═════ INPUT DATA
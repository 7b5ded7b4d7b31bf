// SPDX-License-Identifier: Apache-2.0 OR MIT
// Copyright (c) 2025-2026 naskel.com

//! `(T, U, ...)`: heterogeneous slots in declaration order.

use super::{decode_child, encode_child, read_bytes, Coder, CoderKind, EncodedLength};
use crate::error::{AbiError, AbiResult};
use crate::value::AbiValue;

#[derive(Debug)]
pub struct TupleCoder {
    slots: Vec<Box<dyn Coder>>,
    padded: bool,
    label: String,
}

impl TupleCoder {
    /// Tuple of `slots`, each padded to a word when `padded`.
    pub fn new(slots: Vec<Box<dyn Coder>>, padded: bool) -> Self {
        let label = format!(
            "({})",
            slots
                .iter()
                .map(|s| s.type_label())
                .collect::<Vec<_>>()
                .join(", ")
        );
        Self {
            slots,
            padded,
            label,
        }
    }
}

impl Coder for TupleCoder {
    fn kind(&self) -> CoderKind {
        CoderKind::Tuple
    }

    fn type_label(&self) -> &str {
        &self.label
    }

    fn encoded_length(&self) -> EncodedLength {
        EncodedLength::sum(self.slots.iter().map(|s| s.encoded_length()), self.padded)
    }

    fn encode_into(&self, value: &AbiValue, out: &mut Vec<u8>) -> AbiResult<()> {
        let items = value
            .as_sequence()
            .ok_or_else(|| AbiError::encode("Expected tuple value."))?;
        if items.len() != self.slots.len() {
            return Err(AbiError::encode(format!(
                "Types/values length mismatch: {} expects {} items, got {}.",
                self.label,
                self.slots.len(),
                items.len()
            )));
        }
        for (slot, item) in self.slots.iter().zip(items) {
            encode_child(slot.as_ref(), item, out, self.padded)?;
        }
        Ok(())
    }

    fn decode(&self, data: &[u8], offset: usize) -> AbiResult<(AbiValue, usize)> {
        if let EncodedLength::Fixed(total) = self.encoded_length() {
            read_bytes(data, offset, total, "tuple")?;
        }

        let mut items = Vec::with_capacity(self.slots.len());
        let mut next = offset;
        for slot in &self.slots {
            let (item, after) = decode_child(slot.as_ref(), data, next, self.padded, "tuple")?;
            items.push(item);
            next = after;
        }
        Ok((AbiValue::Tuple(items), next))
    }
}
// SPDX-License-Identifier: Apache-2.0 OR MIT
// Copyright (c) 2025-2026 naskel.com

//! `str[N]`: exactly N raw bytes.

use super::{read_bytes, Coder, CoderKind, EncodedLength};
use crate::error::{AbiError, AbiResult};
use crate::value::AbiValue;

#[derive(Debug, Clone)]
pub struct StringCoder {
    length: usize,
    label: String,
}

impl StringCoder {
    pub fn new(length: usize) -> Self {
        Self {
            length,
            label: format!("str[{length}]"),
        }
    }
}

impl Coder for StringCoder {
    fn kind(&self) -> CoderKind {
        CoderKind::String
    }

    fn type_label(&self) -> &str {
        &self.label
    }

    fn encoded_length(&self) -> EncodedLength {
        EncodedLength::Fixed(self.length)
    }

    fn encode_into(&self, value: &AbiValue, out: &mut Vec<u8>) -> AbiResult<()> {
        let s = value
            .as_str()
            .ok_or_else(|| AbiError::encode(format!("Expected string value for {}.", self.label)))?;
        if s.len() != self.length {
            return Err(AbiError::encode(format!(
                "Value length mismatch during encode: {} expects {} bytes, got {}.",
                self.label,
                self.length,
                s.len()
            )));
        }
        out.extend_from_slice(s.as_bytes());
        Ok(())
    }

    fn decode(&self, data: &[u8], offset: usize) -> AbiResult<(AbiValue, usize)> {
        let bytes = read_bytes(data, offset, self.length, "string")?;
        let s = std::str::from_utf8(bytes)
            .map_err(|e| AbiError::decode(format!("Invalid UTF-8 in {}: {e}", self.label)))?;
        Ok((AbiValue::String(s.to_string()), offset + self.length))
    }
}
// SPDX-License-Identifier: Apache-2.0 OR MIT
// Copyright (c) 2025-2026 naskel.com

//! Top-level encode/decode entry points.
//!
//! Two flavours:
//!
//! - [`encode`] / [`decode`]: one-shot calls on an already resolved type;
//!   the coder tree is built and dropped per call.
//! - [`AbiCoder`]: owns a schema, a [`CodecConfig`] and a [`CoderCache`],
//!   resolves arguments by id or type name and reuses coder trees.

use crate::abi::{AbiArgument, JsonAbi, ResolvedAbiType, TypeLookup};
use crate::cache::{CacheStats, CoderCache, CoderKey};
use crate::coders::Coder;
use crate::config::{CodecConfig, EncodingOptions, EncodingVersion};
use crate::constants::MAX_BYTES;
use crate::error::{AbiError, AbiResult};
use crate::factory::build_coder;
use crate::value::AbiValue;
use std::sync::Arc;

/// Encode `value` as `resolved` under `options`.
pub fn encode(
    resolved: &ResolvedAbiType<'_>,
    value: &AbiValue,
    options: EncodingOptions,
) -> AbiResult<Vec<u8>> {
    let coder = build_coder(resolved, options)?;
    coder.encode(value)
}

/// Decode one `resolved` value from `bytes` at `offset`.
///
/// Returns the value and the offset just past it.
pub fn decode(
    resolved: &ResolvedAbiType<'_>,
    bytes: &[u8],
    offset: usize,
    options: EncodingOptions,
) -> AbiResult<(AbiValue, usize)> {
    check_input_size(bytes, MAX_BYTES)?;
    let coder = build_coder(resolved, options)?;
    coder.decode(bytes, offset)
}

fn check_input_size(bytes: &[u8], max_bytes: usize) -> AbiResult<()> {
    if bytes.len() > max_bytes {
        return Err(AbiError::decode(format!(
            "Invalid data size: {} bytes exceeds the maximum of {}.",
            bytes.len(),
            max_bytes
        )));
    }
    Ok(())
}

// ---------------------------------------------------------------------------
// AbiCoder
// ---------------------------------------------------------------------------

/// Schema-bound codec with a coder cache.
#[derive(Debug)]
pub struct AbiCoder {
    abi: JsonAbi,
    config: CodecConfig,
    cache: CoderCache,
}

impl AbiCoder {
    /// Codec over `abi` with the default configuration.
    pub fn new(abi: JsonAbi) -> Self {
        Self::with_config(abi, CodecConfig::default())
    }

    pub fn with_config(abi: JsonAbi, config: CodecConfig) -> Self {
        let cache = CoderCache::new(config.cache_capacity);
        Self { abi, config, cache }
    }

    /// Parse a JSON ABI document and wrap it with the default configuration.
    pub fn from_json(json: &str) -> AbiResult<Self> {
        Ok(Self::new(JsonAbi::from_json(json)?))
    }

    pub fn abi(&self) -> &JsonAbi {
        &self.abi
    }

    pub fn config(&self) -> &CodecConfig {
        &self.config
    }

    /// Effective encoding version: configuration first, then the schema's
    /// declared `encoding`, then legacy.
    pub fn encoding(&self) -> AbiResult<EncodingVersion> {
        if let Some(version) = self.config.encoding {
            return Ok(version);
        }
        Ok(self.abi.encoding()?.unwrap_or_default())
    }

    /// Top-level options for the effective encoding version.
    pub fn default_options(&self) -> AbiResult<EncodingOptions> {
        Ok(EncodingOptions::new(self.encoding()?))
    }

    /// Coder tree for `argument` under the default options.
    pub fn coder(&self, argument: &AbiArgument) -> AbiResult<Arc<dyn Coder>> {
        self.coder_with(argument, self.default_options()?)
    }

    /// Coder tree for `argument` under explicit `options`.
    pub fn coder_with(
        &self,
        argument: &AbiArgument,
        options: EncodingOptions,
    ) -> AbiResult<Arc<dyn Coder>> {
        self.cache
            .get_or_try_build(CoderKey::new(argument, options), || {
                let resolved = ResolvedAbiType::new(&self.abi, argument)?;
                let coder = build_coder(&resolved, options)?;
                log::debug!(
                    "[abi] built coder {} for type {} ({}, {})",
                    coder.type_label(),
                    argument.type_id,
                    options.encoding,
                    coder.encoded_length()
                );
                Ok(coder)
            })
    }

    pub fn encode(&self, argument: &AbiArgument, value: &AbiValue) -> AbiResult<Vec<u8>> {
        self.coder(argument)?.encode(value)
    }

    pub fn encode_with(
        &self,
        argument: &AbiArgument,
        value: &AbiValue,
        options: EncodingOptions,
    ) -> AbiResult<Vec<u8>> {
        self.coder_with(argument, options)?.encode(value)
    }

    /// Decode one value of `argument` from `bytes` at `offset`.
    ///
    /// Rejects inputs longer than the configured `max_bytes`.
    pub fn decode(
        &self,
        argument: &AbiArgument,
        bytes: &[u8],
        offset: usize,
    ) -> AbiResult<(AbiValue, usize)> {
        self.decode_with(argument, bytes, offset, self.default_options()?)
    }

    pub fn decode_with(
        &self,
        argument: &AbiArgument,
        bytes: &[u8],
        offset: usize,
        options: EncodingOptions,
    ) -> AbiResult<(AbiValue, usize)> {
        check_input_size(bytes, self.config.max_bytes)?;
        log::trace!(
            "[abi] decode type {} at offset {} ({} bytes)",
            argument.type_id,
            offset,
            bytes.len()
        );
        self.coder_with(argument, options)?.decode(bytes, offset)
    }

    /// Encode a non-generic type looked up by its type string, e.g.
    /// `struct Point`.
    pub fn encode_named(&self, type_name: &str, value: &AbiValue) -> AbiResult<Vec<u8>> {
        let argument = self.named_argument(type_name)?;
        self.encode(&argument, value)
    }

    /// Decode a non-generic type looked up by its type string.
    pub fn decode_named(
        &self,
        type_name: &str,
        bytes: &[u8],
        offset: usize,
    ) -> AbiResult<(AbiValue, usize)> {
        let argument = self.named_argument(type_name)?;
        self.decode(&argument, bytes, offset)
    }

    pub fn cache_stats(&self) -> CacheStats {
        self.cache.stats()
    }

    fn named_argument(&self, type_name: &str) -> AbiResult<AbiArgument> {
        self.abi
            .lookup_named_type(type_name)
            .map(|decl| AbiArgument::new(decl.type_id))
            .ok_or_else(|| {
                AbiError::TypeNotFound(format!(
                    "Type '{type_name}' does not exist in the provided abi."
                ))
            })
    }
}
══════════
* **WORK REQUEST**
Print out, without change, each line from the line holding "does not exist" to the final line of the material.

* **THE COMPLETED TASK**
                    "Type '{type_name}' does not exist in the provided abi."
                ))
            })
    }
}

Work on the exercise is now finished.